**WORK TO BE COMPLETED**
Where the word "ChatMessage" occurs in a line of the data, return the whole line.

**INFORMATION SHOWN**
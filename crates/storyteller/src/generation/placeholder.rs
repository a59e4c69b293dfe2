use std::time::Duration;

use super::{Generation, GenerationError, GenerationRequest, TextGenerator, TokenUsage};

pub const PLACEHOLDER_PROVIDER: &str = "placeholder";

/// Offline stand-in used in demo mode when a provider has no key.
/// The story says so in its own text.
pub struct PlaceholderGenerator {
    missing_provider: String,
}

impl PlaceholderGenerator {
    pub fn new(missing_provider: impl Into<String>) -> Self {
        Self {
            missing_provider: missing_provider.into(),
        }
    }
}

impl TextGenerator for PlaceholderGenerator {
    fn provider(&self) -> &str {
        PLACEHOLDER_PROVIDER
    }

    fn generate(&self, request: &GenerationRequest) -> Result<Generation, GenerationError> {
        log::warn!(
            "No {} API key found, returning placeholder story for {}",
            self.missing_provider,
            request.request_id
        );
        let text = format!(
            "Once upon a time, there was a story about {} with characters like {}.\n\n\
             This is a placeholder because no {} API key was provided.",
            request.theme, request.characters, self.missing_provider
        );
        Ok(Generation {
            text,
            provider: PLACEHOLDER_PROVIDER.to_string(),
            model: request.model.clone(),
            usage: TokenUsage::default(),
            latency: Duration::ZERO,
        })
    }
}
* * *
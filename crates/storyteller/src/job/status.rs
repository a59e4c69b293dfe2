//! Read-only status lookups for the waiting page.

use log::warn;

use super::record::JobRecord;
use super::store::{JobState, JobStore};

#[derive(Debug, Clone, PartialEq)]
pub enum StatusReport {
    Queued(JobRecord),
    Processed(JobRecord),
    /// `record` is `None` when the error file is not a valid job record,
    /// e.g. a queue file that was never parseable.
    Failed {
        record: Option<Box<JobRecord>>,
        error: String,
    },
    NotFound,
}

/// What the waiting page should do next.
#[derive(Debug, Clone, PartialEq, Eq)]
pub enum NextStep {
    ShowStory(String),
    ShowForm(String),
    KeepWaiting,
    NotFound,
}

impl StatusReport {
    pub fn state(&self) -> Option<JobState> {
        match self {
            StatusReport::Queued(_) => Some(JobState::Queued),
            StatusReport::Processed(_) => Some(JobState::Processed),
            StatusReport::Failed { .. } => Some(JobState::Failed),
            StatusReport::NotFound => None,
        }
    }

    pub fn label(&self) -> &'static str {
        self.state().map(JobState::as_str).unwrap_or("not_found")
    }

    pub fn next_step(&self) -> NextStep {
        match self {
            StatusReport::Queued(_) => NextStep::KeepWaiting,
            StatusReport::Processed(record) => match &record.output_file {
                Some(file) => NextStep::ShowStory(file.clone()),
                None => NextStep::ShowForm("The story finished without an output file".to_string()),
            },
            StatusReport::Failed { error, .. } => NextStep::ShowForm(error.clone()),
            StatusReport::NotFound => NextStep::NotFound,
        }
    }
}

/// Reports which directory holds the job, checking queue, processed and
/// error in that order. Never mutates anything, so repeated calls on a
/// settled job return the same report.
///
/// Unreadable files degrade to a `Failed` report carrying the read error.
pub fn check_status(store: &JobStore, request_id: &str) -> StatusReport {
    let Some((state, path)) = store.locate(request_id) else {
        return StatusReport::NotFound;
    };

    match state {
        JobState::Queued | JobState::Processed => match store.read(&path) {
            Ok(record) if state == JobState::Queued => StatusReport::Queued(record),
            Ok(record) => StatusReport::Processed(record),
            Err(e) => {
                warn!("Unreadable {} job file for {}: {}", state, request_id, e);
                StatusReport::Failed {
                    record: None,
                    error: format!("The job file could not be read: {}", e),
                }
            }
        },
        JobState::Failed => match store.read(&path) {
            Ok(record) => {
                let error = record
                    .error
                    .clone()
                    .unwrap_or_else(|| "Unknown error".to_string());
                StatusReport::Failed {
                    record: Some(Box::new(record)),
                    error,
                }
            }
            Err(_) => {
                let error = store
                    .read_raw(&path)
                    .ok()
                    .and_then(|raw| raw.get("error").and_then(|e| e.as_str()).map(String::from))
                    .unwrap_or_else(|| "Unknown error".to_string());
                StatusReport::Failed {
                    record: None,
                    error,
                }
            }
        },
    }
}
---
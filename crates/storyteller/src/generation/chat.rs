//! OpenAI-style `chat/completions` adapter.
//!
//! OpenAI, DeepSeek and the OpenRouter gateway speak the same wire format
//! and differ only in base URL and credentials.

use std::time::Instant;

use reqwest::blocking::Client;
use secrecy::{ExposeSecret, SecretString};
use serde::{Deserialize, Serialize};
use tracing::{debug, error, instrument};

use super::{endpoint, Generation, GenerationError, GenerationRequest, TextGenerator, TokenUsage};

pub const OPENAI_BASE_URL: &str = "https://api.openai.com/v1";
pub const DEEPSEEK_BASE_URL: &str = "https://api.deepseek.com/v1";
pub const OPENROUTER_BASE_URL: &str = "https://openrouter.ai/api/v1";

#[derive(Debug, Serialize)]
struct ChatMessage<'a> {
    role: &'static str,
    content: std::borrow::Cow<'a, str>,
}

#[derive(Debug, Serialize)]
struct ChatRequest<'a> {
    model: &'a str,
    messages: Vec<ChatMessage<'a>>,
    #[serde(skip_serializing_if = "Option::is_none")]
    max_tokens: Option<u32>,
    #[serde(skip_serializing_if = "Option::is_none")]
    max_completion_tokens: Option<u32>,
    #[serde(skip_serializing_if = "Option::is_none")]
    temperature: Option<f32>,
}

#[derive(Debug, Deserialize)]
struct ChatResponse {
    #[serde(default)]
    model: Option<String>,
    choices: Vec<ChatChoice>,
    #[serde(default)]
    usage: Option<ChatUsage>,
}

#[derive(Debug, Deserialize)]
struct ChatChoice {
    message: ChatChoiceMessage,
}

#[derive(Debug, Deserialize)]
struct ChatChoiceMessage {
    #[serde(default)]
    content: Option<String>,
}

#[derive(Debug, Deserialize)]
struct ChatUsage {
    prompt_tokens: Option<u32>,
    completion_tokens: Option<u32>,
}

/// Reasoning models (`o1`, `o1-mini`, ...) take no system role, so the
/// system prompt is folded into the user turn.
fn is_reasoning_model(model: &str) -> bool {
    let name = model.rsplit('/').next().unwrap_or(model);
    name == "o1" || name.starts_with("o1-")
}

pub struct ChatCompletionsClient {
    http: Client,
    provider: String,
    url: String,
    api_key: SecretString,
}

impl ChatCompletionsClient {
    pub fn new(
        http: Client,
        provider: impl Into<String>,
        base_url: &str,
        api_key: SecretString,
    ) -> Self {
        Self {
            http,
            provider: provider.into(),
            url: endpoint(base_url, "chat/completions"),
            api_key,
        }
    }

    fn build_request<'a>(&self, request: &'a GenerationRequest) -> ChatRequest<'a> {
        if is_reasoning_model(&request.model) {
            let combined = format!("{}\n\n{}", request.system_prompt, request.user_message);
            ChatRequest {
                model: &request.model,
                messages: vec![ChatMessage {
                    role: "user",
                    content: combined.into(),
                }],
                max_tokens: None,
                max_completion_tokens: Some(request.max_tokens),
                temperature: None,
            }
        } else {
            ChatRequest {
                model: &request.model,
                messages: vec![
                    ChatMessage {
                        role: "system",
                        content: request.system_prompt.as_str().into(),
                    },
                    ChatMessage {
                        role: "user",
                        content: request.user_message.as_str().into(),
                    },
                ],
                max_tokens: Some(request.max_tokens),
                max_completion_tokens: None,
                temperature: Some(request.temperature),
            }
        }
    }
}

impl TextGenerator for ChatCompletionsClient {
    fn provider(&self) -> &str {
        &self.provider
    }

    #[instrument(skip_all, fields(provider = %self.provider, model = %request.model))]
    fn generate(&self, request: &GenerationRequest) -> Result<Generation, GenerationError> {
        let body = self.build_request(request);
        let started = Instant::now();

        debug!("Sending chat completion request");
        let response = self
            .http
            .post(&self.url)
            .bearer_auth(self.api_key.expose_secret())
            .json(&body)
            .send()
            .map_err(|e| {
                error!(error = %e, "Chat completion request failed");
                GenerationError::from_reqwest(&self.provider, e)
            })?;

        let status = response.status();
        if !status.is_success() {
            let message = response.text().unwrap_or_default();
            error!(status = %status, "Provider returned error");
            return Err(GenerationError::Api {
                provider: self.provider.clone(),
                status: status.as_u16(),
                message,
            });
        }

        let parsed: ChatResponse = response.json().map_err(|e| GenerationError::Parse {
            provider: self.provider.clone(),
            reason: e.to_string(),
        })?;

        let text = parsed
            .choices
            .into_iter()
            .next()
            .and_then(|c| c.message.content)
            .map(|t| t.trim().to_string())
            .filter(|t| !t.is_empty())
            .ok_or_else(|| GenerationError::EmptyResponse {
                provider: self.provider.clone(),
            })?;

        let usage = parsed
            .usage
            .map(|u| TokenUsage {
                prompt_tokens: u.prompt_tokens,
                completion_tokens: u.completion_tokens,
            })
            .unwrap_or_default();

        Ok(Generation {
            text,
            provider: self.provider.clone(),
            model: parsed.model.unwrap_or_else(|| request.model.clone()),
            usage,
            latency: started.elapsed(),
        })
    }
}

**YOUR SOLUTION**
struct ChatMessage<'a> {
    messages: Vec<ChatMessage<'a>>,
                messages: vec![ChatMessage {
                    ChatMessage {
                    ChatMessage {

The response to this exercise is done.